According to the 2016 Canadian census, 63,955 people voluntarily declared their ethnicity as "Turkish". However, in 2018, the Canadian Ambassador Chris Cooter said that there was approximately 100,000 Turkish Canadians living in the country, as well as several thousand Turkish students:

We have a growing Turkish diaspora and they're doing very well in Canada. We think it's 100,000, largely in Toronto. We have several thousand Turkish students in Canada as well. We are trying to make sure that two-way relationship is growing. – Canadian Ambassador Chris Cooter (2018)

The "Federation of Canadian Turkish Associations" and the "Federation of Chinese Canadians in Markham" have also reported that there was over 100,000 Turkish Canadians living in the country.

== South America ==

=== Venezuela ===

According to statistics, there are likely around 27,000 people of Turkish ancestry in Venezuela. This refers to people who are either descendants of immigrants who came from the Ottoman Empire before 1923 or who came from the Republic of Turkey since then. Additionally, Turks who immigrated from countries neighboring Turkey are also counted in this figure. It's likely that most of the Turkish Venezuelans trace their ancestry to immigrants from the Ottoman Empire, who arrived to Venezuela at the same time most of the Arab diaspora in South America had emigrated as well.

=== Brazil ===
According to Brazilian statistics, there are 6,200 Turkish-born people living in Brazil as of 2024.

== Oceania ==
=== Australia ===

In 1994 a report by The Age estimated that the Turkish Australian community numbered 150,000. By 2013 Louise Asher, who was a member of the Victorian Legislative Assembly, said that the Turkish Australian community in Melbourne alone had numbered 300,000. More recently, the number of Turkish Australians who originate from Turkey reached 200,000 in 2017; in addition, the Turkish Cypriot-Australian community was estimated to number 120,000 in 2016.

=== New Zealand ===

In 2010 the Turkish-New Zealander population was estimated to number between 2,000 and 3,000; in addition, the Turkish Cypriot-New Zealander population was 1,600 in 2016.

== The Middle East ==
=== United Arab Emirates ===
In 2010, the number of Turkish citizens living in the UAE was around 8000, by 2014 this number had increased to around 10,000 and it increased to 40,000 in 2023. This shows that the Turkish population in the UAE has been steadily rising since the 2010s.

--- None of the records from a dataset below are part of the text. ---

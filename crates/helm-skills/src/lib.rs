// SPDX-License-Identifier: MIT OR Apache-2.0
#![doc = "Skill manifests, versioned registry, lifecycle, and test runner."]
#![deny(unsafe_code)]
#![warn(missing_docs)]

//! A skill is a named, versioned capability declaration: a YAML-frontmatter
//! manifest (parameters, outputs, tool permissions, gating, redaction,
//! embedded tests) plus markdown body instructions that get spliced into the
//! system prompt. Published `(name, version)` pairs are immutable; lifecycle
//! states move monotonically draft → tested → approved → active, any state
//! may be deprecated, and deprecated versions still execute but are audited
//! on every use.

mod manifest;
mod registry;
mod runner;

pub use manifest::{
    GatingConditions, ManifestError, ParameterSpec, RedactionSpec, SkillManifest, SkillState,
    SkillTestCase, check_gating, parse_manifest,
};
pub use registry::{RegistryError, SkillRecord, SkillRegistry};
pub use runner::{SkillTestCaseResult, SkillTestReport, TaskRunner, run_tests};
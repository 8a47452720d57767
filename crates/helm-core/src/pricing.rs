// SPDX-License-Identifier: MIT OR Apache-2.0
//! Static model pricing and cost computation.

use crate::message::TokenUsage;
use serde::{Deserialize, Serialize};

/// Price of one model, in USD per million tokens.
#[derive(Debug, Clone, Copy, PartialEq)]
pub struct ModelPrice {
    /// USD per million input tokens.
    pub input_per_million: f64,
    /// USD per million output tokens.
    pub output_per_million: f64,
}

/// Known model prices. Unknown models cost zero; pricing gaps must never
/// fail a request, only under-report cost.
const PRICES: &[(&str, ModelPrice)] = &[
    ("gpt-4o", ModelPrice { input_per_million: 2.50, output_per_million: 10.00 }),
    ("gpt-4o-mini", ModelPrice { input_per_million: 0.15, output_per_million: 0.60 }),
    ("gpt-4.1", ModelPrice { input_per_million: 2.00, output_per_million: 8.00 }),
    ("gpt-4.1-mini", ModelPrice { input_per_million: 0.40, output_per_million: 1.60 }),
    ("gpt-4.1-nano", ModelPrice { input_per_million: 0.10, output_per_million: 0.40 }),
    ("o3-mini", ModelPrice { input_per_million: 1.10, output_per_million: 4.40 }),
    ("claude-sonnet-4", ModelPrice { input_per_million: 3.00, output_per_million: 15.00 }),
    ("claude-3-5-haiku", ModelPrice { input_per_million: 0.80, output_per_million: 4.00 }),
];

/// Look up the price for `model`, if known.
///
/// Accepts either a bare model name or a `provider/model` string; only the
/// final segment is matched against the table.
#[must_use]
pub fn price_for(model: &str) -> Option<ModelPrice> {
    let bare = model.rsplit('/').next().unwrap_or(model);
    PRICES
        .iter()
        .find(|(name, _)| *name == bare)
        .map(|(_, price)| *price)
}

/// Itemized cost of one or more model calls.
#[derive(Debug, Clone, PartialEq, Serialize, Deserialize)]
pub struct CostBreakdown {
    /// Model the cost was computed for (preserved even when unpriced).
    pub model: String,
    /// Input tokens billed.
    #[serde(rename = "inputTokens")]
    pub input_tokens: u64,
    /// Output tokens billed.
    #[serde(rename = "outputTokens")]
    pub output_tokens: u64,
    /// Input-side cost in USD.
    #[serde(rename = "inputCost")]
    pub input_cost: f64,
    /// Output-side cost in USD.
    #[serde(rename = "outputCost")]
    pub output_cost: f64,
    /// Total cost in USD.
    #[serde(rename = "totalCost")]
    pub total_cost: f64,
    /// Always `"USD"`.
    pub currency: String,
}

/// Compute the cost of `usage` against `model`.
///
/// Unknown models yield a zero-cost breakdown that still names the model, so
/// downstream accounting can flag the gap.
#[must_use]
pub fn cost_for(model: &str, usage: &TokenUsage) -> CostBreakdown {
    let price = price_for(model).unwrap_or(ModelPrice {
        input_per_million: 0.0,
        output_per_million: 0.0,
    });
    let input_cost = usage.prompt_tokens as f64 * price.input_per_million / 1_000_000.0;
    let output_cost = usage.completion_tokens as f64 * price.output_per_million / 1_000_000.0;
    CostBreakdown {
        model: model.to_string(),
        input_tokens: usage.prompt_tokens,
        output_tokens: usage.completion_tokens,
        input_cost,
        output_cost,
        total_cost: input_cost + output_cost,
        currency: "USD".to_string(),
    }
}

#[cfg(test)]
mod tests {
    use super::*;

    #[test]
    fn known_model_is_priced() {
        let cost = cost_for("gpt-4o-mini", &TokenUsage::new(1_000_000, 1_000_000));
        assert!((cost.input_cost - 0.15).abs() < 1e-9);
        assert!((cost.output_cost - 0.60).abs() < 1e-9);
        assert!((cost.total_cost - 0.75).abs() < 1e-9);
        assert_eq!(cost.currency, "USD");
    }

    #[test]
    fn unknown_model_costs_zero_but_keeps_name() {
        let cost = cost_for("totally-new-model", &TokenUsage::new(500, 500));
        assert_eq!(cost.total_cost, 0.0);
        assert_eq!(cost.model, "totally-new-model");
    }

    #[test]
    fn provider_prefix_is_stripped_for_lookup() {
        assert!(price_for("openai/gpt-4o").is_some());
        assert!(price_for("anthropic/claude-sonnet-4").is_some());
    }

    #[test]
    fn zero_usage_costs_nothing() {
        let cost = cost_for("gpt-4o", &TokenUsage::default());
        assert_eq!(cost.total_cost, 0.0);
    }
}
impl TraceStore {
    /// Wrap the shared store.
    #[must_use]
    pub fn new(store: Store) -> Self {
        Self { store }
    }

    /// Persist a sealed trace. Re-saving the same id replaces the row (the
    /// orchestrator saves exactly once; replacement covers crash-retry).
    ///
    /// # Errors
    ///
    /// Returns [`StoreError`] on serialization or write failure.
    pub fn save(&self, trace: &Trace) -> StoreResult<()> {
        let steps = serde_json::to_string(&trace.steps)?;
        let skill_versions = serde_json::to_string(&trace.skill_versions)?;
        let labels = serde_json::to_string(&trace.labels)?;
        let output = trace
            .output
            .as_ref()
            .map(serde_json::to_string)
            .transpose()?;

        self.store.with_conn(|conn| {
            conn.execute(
                "INSERT OR REPLACE INTO traces
                     (id, tenant_id, workspace_id, agent_role, started_at, completed_at,
                      duration_ms, workspace_hash, skill_versions, model, provider,
                      input_message, history_len, steps, output, prompt_tokens,
                      completion_tokens, total_tokens, cost, redacted_prompt, error,
                      labels, task_id, document_id, message_id)
                 VALUES (?1, ?2, ?3, ?4, ?5, ?6, ?7, ?8, ?9, ?10, ?11, ?12, ?13, ?14,
                         ?15, ?16, ?17, ?18, ?19, ?20, ?21, ?22, ?23, ?24, ?25)",
                rusqlite::params![
                    trace.id,
                    trace.tenant_id,
                    trace.workspace_id,
                    trace.agent_role,
                    trace.started_at.to_rfc3339(),
                    trace.completed_at.map(|t| t.to_rfc3339()),
                    trace.duration_ms,
                    trace.workspace_hash,
                    skill_versions,
                    trace.model,
                    trace.provider,
                    trace.input_message,
                    trace.history_len as i64,
                    steps,
                    output,
                    trace.usage.prompt_tokens as i64,
                    trace.usage.completion_tokens as i64,
                    trace.usage.total_tokens as i64,
                    trace.cost,
                    trace.redacted_prompt,
                    trace.error,
                    labels,
                    trace.entities.task_id,
                    trace.entities.document_id,
                    trace.entities.message_id,
                ],
            )?;
            Ok(())
        })
    }

    /// Load a trace by id under a tenant scope. A trace belonging to another
    /// tenant is indistinguishable from a missing one.
    ///
    /// # Errors
    ///
    /// [`StoreError::NotFound`] when absent or cross-tenant.
    pub fn load(&self, tenant_id: &str, id: &str) -> StoreResult<Trace> {
        let json = self.store.with_conn(|conn| {
            let mut stmt = conn.prepare(
                "SELECT id, tenant_id, workspace_id, agent_role, started_at, completed_at,
                        duration_ms, workspace_hash, skill_versions, model, provider,
                        input_message, history_len, steps, output, prompt_tokens,
                        completion_tokens, cost, redacted_prompt, error, labels,
                        task_id, document_id, message_id
                 FROM traces WHERE id = ?1 AND tenant_id = ?2",
            )?;
            let mut rows = stmt.query(rusqlite::params![id, tenant_id])?;
            match rows.next()? {
                Some(row) => Ok(Some(row_to_trace(row)?)),
                None => Ok(None),
            }
        })?;
        json.ok_or_else(|| StoreError::NotFound(format!("trace {id}")))
    }

    /// List traces newest first with a total count.
    ///
    /// # Errors
    ///
    /// Returns [`StoreError`] on query failure.
    pub fn list(&self, filter: &TraceFilter) -> StoreResult<TracePage> {
        let mut clauses: Vec<String> = Vec::new();
        let mut params: Vec<Box<dyn rusqlite::types::ToSql>> = Vec::new();

        for (sql, value) in [
            ("tenant_id =", filter.tenant_id.clone()),
            ("workspace_id =", filter.workspace_id.clone()),
            ("agent_role =", filter.agent_role.clone()),
        ] {
            if let Some(v) = value {
                params.push(Box::new(v));
                clauses.push(format!("{sql} ?{}", params.len()));
            }
        }
        match filter.status.as_deref() {
            Some("error") => clauses.push("error IS NOT NULL".to_string()),
            Some("ok") => clauses.push("error IS NULL".to_string()),
            _ => {}
        }

        let where_sql = if clauses.is_empty() {
            String::new()
        } else {
            format!(" WHERE {}", clauses.join(" AND "))
        };
        let limit = filter.limit.unwrap_or(50);
        let offset = filter.offset.unwrap_or(0);

        self.store.with_conn(|conn| {
            let total: u64 = conn.query_row(
                &format!("SELECT COUNT(*) FROM traces{where_sql}"),
                rusqlite::params_from_iter(params.iter().map(|p| &**p)),
                |row| row.get::<_, i64>(0),
            )? as u64;

            let sql = format!(
                "SELECT id, tenant_id, workspace_id, agent_role, started_at, duration_ms,
                        model, provider, total_tokens, cost, error
                 FROM traces{where_sql}
                 ORDER BY id DESC LIMIT {limit} OFFSET {offset}"
            );
            let mut stmt = conn.prepare(&sql)?;
            let rows = stmt.query_map(
                rusqlite::params_from_iter(params.iter().map(|p| &**p)),
                |row| {
                    let started: String = row.get(4)?;
                    let error: Option<String> = row.get(10)?;
                    Ok(TraceSummaryRow {
                        id: row.get(0)?,
                        tenant_id: row.get(1)?,
                        workspace_id: row.get(2)?,
                        agent_role: row.get(3)?,
                        started_at: started
                            .parse::<DateTime<Utc>>()
                            .unwrap_or_else(|_| Utc::now()),
                        duration_ms: row.get::<_, Option<i64>>(5)?.map(|d| d.max(0) as u64),
                        model: row.get(6)?,
                        provider: row.get(7)?,
                        total_tokens: row.get::<_, i64>(8)?.max(0) as u64,
                        cost: row.get(9)?,
                        errored: error.is_some(),
                    })
                },
            )?;
            let mut items = Vec::new();
            for row in rows {
                items.push(row?);
            }
            let has_more = (offset as u64 + items.len() as u64) < total;
            Ok(TracePage {
                items,
                total,
                has_more,
            })
        })
    }

    /// Merge labels into a sealed trace. Labels are the one mutable field.
    ///
    /// # Errors
    ///
    /// [`StoreError::NotFound`] when the trace is absent or cross-tenant.
    pub fn merge_labels(
        &self,
        tenant_id: &str,
        id: &str,
        labels: &BTreeMap<String, String>,
    ) -> StoreResult<()> {
        let mut trace = self.load(tenant_id, id)?;
        for (k, v) in labels {
            trace.labels.insert(k.clone(), v.clone());
        }
        let serialized = serde_json::to_string(&trace.labels)?;
        self.store.with_conn(|conn| {
            conn.execute(
                "UPDATE traces SET labels = ?3 WHERE id = ?1 AND tenant_id = ?2",
                rusqlite::params![id, tenant_id, serialized],
            )?;
            Ok(())
        })
    }

    /// Find traces carrying a `key=value` label.
    ///
    /// # Errors
    ///
    /// Returns [`StoreError`] on query failure.
    pub fn find_by_label(
        &self,
        tenant_id: &str,
        key: &str,
        value: &str,
    ) -> StoreResult<Vec<String>> {
        self.store.with_conn(|conn| {
            let mut stmt = conn.prepare(
                "SELECT id FROM traces
                 WHERE tenant_id = ?1 AND json_extract(labels, '$.' || ?2) = ?3
                 ORDER BY id DESC",
            )?;
            let rows = stmt.query_map(rusqlite::params![tenant_id, key, value], |row| row.get(0))?;
            let mut ids = Vec::new();
            for row in rows {
                ids.push(row?);
            }
            Ok(ids)
        })
    }

    /// Find traces linked to a control-plane entity. Exactly one of the ids
    /// should be set; the first present one wins.
    ///
    /// # Errors
    ///
    /// Returns [`StoreError`] on query failure, or [`StoreError::Invalid`]
    /// when no entity id was given.
    pub fn find_by_entity(
        &self,
        tenant_id: &str,
        task_id: Option<&str>,
        document_id: Option<&str>,
        message_id: Option<&str>,
    ) -> StoreResult<Vec<String>> {
        let (column, value) = if let Some(v) = task_id {
            ("task_id", v)
        } else if let Some(v) = document_id {
            ("document_id", v)
        } else if let Some(v) = message_id {
            ("message_id", v)
        } else {
            return Err(StoreError::Invalid(
                "one of task_id, document_id, message_id is required".to_string(),
            ));
        };
        self.store.with_conn(|conn| {
            let mut stmt = conn.prepare(&format!(
                "SELECT id FROM traces WHERE tenant_id = ?1 AND {column} = ?2 ORDER BY id DESC"
            ))?;
            let rows = stmt.query_map(rusqlite::params![tenant_id, value], |row| row.get(0))?;
            let mut ids = Vec::new();
            for row in rows {
                ids.push(row?);
            }
            Ok(ids)
        })
    }

    /// Replay context for one trace.
    ///
    /// # Errors
    ///
    /// [`StoreError::NotFound`] when absent or cross-tenant.
    pub fn replay_context(&self, tenant_id: &str, id: &str) -> StoreResult<ReplayContext> {
        let trace = self.load(tenant_id, id)?;
        Ok(ReplayContext {
            trace_id: trace.id,
            input_message: trace.input_message,
            history_len: trace.history_len,
            workspace_hash: trace.workspace_hash,
            skill_versions: trace.skill_versions,
            model: trace.model,
            provider: trace.provider,
        })
    }

    /// Delete traces older than `cutoff` for one tenant. Retention only.
    ///
    /// # Errors
    ///
    /// Returns [`StoreError`] on write failure.
    pub fn delete_older_than(
        &self,
        tenant_id: &str,
        cutoff: DateTime<Utc>,
    ) -> StoreResult<usize> {
        self.store.with_conn(|conn| {
            let removed = conn.execute(
                "DELETE FROM traces WHERE tenant_id = ?1 AND started_at < ?2",
                rusqlite::params![tenant_id, cutoff.to_rfc3339()],
            )?;
            Ok(removed)
        })
    }

    /// Count traces per tenant, for retention stats.
    ///
    /// # Errors
    ///
    /// Returns [`StoreError`] on query failure.
    pub fn count_for_tenant(&self, tenant_id: &str) -> StoreResult<u64> {
        self.store.with_conn(|conn| {
            let n: i64 = conn.query_row(
                "SELECT COUNT(*) FROM traces WHERE tenant_id = ?1",
                [tenant_id],
                |row| row.get(0),
            )?;
            Ok(n.max(0) as u64)
        })
    }

    // -- annotations -------------------------------------------------------

    /// Append an annotation. Annotations are never updated or deleted.
    ///
    /// # Errors
    ///
    /// [`StoreError::NotFound`] when the trace is absent or cross-tenant.
    pub fn annotate(
        &self,
        tenant_id: &str,
        trace_id: &str,
        key: &str,
        value: &str,
        author: &str,
    ) -> StoreResult<Annotation> {
        // Existence check keeps annotations tenant-scoped.
        self.load(tenant_id, trace_id)?;
        let annotation = Annotation {
            trace_id: trace_id.to_string(),
            key: key.to_string(),
            value: value.to_string(),
            author: author.to_string(),
            created_at: Utc::now(),
        };
        self.store.with_conn(|conn| {
            conn.execute(
                "INSERT INTO trace_annotations (trace_id, key, value, author, created_at)
                 VALUES (?1, ?2, ?3, ?4, ?5)",
                rusqlite::params![
                    annotation.trace_id,
                    annotation.key,
                    annotation.value,
                    annotation.author,
                    annotation.created_at.to_rfc3339(),
                ],
            )?;
            Ok(())
        })?;
        Ok(annotation)
    }

    /// All annotations for a trace, oldest first.
    ///
    /// # Errors
    ///
    /// Returns [`StoreError`] on query failure.
    pub fn annotations(&self, trace_id: &str) -> StoreResult<Vec<Annotation>> {
        self.store.with_conn(|conn| {
            let mut stmt = conn.prepare(
                "SELECT trace_id, key, value, author, created_at
                 FROM trace_annotations WHERE trace_id = ?1 ORDER BY id ASC",
            )?;
            let rows = stmt.query_map([trace_id], |row| {
                let created: String = row.get(4)?;
                Ok(Annotation {
                    trace_id: row.get(0)?,
                    key: row.get(1)?,
                    value: row.get(2)?,
                    author: row.get(3)?,
                    created_at: created
                        .parse::<DateTime<Utc>>()
                        .unwrap_or_else(|_| Utc::now()),
                })
            })?;
            let mut out = Vec::new();
            for row in rows {
                out.push(row?);
            }
            Ok(out)
        })
    }
}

In recent years, many Turkish doctors have moved to Dubai and Abu Dhabi.

== Algerian Turks ==

Initially, the first wave of migration occurred in 1830 when many Turks were forced to leave the region once the French took control over Algeria; approximately 10,000 were shipped off to Turkey whilst many others migrated to other regions of the Ottoman Empire, including Palestine, Syria, Arabia, and Egypt. Furthermore, some Turkish/Kouloughli families also settled in Morocco (such as in Tangier and Tétouan).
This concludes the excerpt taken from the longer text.